**BRIEF**
From the entries, copy out every line in which the word "WindowIcon" is found.

··· ENTRIES PROVIDED ···

//! Desktop backend on winit, with softbuffer backbuffers and a wgpu context.

use std::cell::RefCell;
use std::collections::HashMap;
use std::hash::Hash;
use std::rc::Rc;
use std::sync::Arc;
use std::time::Duration;

use winit::application::ApplicationHandler;
use winit::dpi::{PhysicalPosition, PhysicalSize};
use winit::error::OsError;
use winit::event::WindowEvent;
use winit::event_loop::{ActiveEventLoop, ControlFlow, EventLoop, OwnedDisplayHandle};
use winit::platform::pump_events::{EventLoopExtPumpEvents, PumpStatus};
use winit::window::{Icon, Window, WindowAttributes, WindowId};

use crate::config::WindowConfig;
use crate::core::events::{from_window_event, EventQueue, PlatformEvent, WindowKey};
use crate::core::extent::ClientSize;
use crate::core::icon::WindowIcon;
use crate::error::{SessionError, SessionResult};
use crate::traits::{Backend, NativeWindow};

use super::soft_surface::SoftSurface;
use super::wgpu_context::WgpuContext;

/// Pumps allowed for the event loop to become active and open a window
const CREATE_PUMP_LIMIT: usize = 16;

/// Native id to window key map, shared with every open window so a
/// destroyed window drops out of event routing
#[derive(Debug)]
struct WindowRoutes<Id> {
    map: Rc<RefCell<HashMap<Id, WindowKey>>>,
}

impl<Id> Clone for WindowRoutes<Id> {
    fn clone(&self) -> Self {
        Self {
            map: self.map.clone(),
        }
    }
}

impl<Id> Default for WindowRoutes<Id> {
    fn default() -> Self {
        Self {
            map: Rc::new(RefCell::new(HashMap::new())),
        }
    }
}

impl<Id: Eq + Hash> WindowRoutes<Id> {
    fn insert(&self, id: Id, key: WindowKey) {
        self.map.borrow_mut().insert(id, key);
    }

    fn get(&self, id: &Id) -> Option<WindowKey> {
        self.map.borrow().get(id).copied()
    }

    fn remove(&self, id: &Id) -> Option<WindowKey> {
        self.map.borrow_mut().remove(id)
    }

    fn len(&self) -> usize {
        self.map.borrow().len()
    }
}

/// winit event loop; at most one per process
pub struct WinitBackend {
    event_loop: EventLoop<()>,
    display: OwnedDisplayHandle,
    windows: WindowRoutes<WindowId>,
    backlog: EventQueue,
    next_key: u64,
}

impl WinitBackend {
    pub fn new() -> SessionResult<Self> {
        let event_loop = EventLoop::new().map_err(|e| SessionError::BackendInit(e.to_string()))?;
        event_loop.set_control_flow(ControlFlow::Poll);
        let display = event_loop.owned_display_handle();

        Ok(Self {
            event_loop,
            display,
            windows: WindowRoutes::default(),
            backlog: EventQueue::new(),
            next_key: 0,
        })
    }

    /// Windows currently routed by this backend
    pub fn open_windows(&self) -> usize {
        self.windows.len()
    }

    fn pump(&mut self, handler: &mut Pump<'_>) -> SessionResult<()> {
        match self.event_loop.pump_app_events(Some(Duration::ZERO), handler) {
            PumpStatus::Continue => Ok(()),
            PumpStatus::Exit(code) => Err(SessionError::BackendInit(format!(
                "event loop exited with code {}",
                code
            ))),
        }
    }
}

impl Backend for WinitBackend {
    type Window = WinitWindow;

    fn create_window(&mut self, config: &WindowConfig) -> SessionResult<WinitWindow> {
        let attributes = Window::default_attributes()
            .with_title(config.title.clone())
            .with_inner_size(PhysicalSize::new(config.width.max(1), config.height.max(1)))
            .with_resizable(config.hints.resizable)
            .with_maximized(config.hints.maximized)
            .with_decorations(!config.hints.custom_title_bar);

        // Windows can only be created while the loop is active, so the
        // request rides along on a pump. Events for other windows seen
        // meanwhile go to the backlog.
        let mut backlog = std::mem::take(&mut self.backlog);
        let windows = self.windows.clone();
        let mut handler = Pump::new(&windows, &mut backlog, Some(attributes));
        let mut status = Ok(());
        for _ in 0..CREATE_PUMP_LIMIT {
            status = self.pump(&mut handler);
            if status.is_err() || handler.created.is_some() {
                break;
            }
        }
        let created = handler.created.take();
        drop(handler);
        self.backlog = backlog;
        status?;

        let window = created
            .ok_or_else(|| SessionError::WindowCreation("event loop never became active".into()))?
            .map_err(|e| SessionError::WindowCreation(e.to_string()))?;

        self.next_key += 1;
        let key = WindowKey(self.next_key);
        self.windows.insert(window.id(), key);
        log::debug!("window {:?} opened as {:?}", window.id(), key);

        Ok(WinitWindow {
            key,
            window: Arc::new(window),
            display: self.display.clone(),
            routes: self.windows.clone(),
        })
    }

    fn pump_events(&mut self, queue: &mut EventQueue) {
        for (key, event) in self.backlog.drain() {
            queue.push(key, event);
        }

        let windows = self.windows.clone();
        let mut handler = Pump::new(&windows, queue, None);
        if let Err(e) = self.pump(&mut handler) {
            log::warn!("{}", e);
        }
    }
}

/// Application handler for one non-blocking pump
struct Pump<'a> {
    windows: &'a WindowRoutes<WindowId>,
    queue: &'a mut EventQueue,
    scratch: Vec<PlatformEvent>,
    request: Option<WindowAttributes>,
    created: Option<Result<Window, OsError>>,
}

impl<'a> Pump<'a> {
    fn new(
        windows: &'a WindowRoutes<WindowId>,
        queue: &'a mut EventQueue,
        request: Option<WindowAttributes>,
    ) -> Self {
        Self {
            windows,
            queue,
            scratch: Vec::new(),
            request,
            created: None,
        }
    }

    fn create_requested(&mut self, event_loop: &ActiveEventLoop) {
        if let Some(attributes) = self.request.take() {
            self.created = Some(event_loop.create_window(attributes));
        }
    }
}

impl ApplicationHandler for Pump<'_> {
    fn resumed(&mut self, event_loop: &ActiveEventLoop) {
        self.create_requested(event_loop);
    }

    fn about_to_wait(&mut self, event_loop: &ActiveEventLoop) {
        self.create_requested(event_loop);
    }

    fn window_event(&mut self, _event_loop: &ActiveEventLoop, window_id: WindowId, event: WindowEvent) {
        let Some(key) = self.windows.get(&window_id) else {
            log::trace!("dropping {:?} for unknown window {:?}", event, window_id);
            return;
        };
        from_window_event(&event, &mut self.scratch);
        for event in self.scratch.drain(..) {
            self.queue.push(key, event);
        }
    }
}

/// A winit window shared with its surfaces
pub struct WinitWindow {
    key: WindowKey,
    window: Arc<Window>,
    display: OwnedDisplayHandle,
    routes: WindowRoutes<WindowId>,
}

impl WinitWindow {
    pub fn inner(&self) -> &Arc<Window> {
        &self.window
    }
}

impl NativeWindow for WinitWindow {
    type Surface = SoftSurface;
    type Context = WgpuContext;

    fn key(&self) -> WindowKey {
        self.key
    }

    fn client_size(&self) -> ClientSize {
        let size = self.window.inner_size();
        ClientSize::new(size.width, size.height)
    }

    fn position(&self) -> (i32, i32) {
        self.window
            .outer_position()
            .map(|p| (p.x, p.y))
            .unwrap_or_default()
    }

    fn set_position(&mut self, x: i32, y: i32) {
        self.window.set_outer_position(PhysicalPosition::new(x, y));
    }

    fn client_origin(&self) -> (i32, i32) {
        self.window
            .inner_position()
            .map(|p| (p.x, p.y))
            .unwrap_or_default()
    }

    fn refresh_rate_hz(&self) -> Option<u32> {
        self.window
            .current_monitor()
            .and_then(|monitor| monitor.refresh_rate_millihertz())
            .map(|mhz| (mhz + 500) / 1000)
    }

    fn set_title(&mut self, title: &str) {
        self.window.set_title(title);
    }

    fn set_icon(&mut self, icon: WindowIcon) -> SessionResult<()> {
        let icon = Icon::from_rgba(icon.rgba, icon.width, icon.height)
            .map_err(|e| SessionError::BadIcon(e.to_string()))?;
        self.window.set_window_icon(Some(icon));
        Ok(())
    }

    fn set_decorations(&mut self, decorated: bool) {
        self.window.set_decorations(decorated);
    }

    fn set_cursor_position(&mut self, x: f64, y: f64) -> bool {
        match self.window.set_cursor_position(PhysicalPosition::new(x, y)) {
            Ok(()) => true,
            Err(e) => {
                log::warn!("cursor warp unsupported: {}", e);
                false
            }
        }
    }

    fn set_cursor_visible(&mut self, visible: bool) {
        self.window.set_cursor_visible(visible);
    }

    fn set_minimized(&mut self, minimized: bool) {
        self.window.set_minimized(minimized);
    }

    fn set_maximized(&mut self, maximized: bool) {
        self.window.set_maximized(maximized);
    }

    fn create_context(&mut self, _config: &WindowConfig) -> SessionResult<WgpuContext> {
        WgpuContext::new(self.window.clone(), self.client_size())
    }

    fn create_surface(&mut self, _size: ClientSize) -> Option<SoftSurface> {
        SoftSurface::new(&self.display, self.window.clone())
    }

    fn destroy(self) {
        self.routes.remove(&self.window.id());
        log::debug!("closing window {:?}", self.key);
    }
}

#[cfg(test)]
mod tests {
    use super::*;

    #[test]
    fn test_removed_window_leaves_shared_routes() {
        let backend_side: WindowRoutes<u64> = WindowRoutes::default();
        let window_side = backend_side.clone();

        backend_side.insert(7, WindowKey(1));
        backend_side.insert(9, WindowKey(2));
        assert_eq!(window_side.get(&7), Some(WindowKey(1)));

        assert_eq!(window_side.remove(&7), Some(WindowKey(1)));
        assert_eq!(backend_side.get(&7), None);
        assert_eq!(backend_side.get(&9), Some(WindowKey(2)));
        assert_eq!(backend_side.len(), 1);
    }

    #[test]
    fn test_remove_twice_is_harmless() {
        let routes: WindowRoutes<u64> = WindowRoutes::default();
        routes.insert(1, WindowKey(1));
        assert!(routes.remove(&1).is_some());
        assert!(routes.remove(&1).is_none());
        assert_eq!(routes.len(), 0);
    }
}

···

**FINISHED EXERCISE**
use crate::core::icon::WindowIcon;
    fn set_icon(&mut self, icon: WindowIcon) -> SessionResult<()> {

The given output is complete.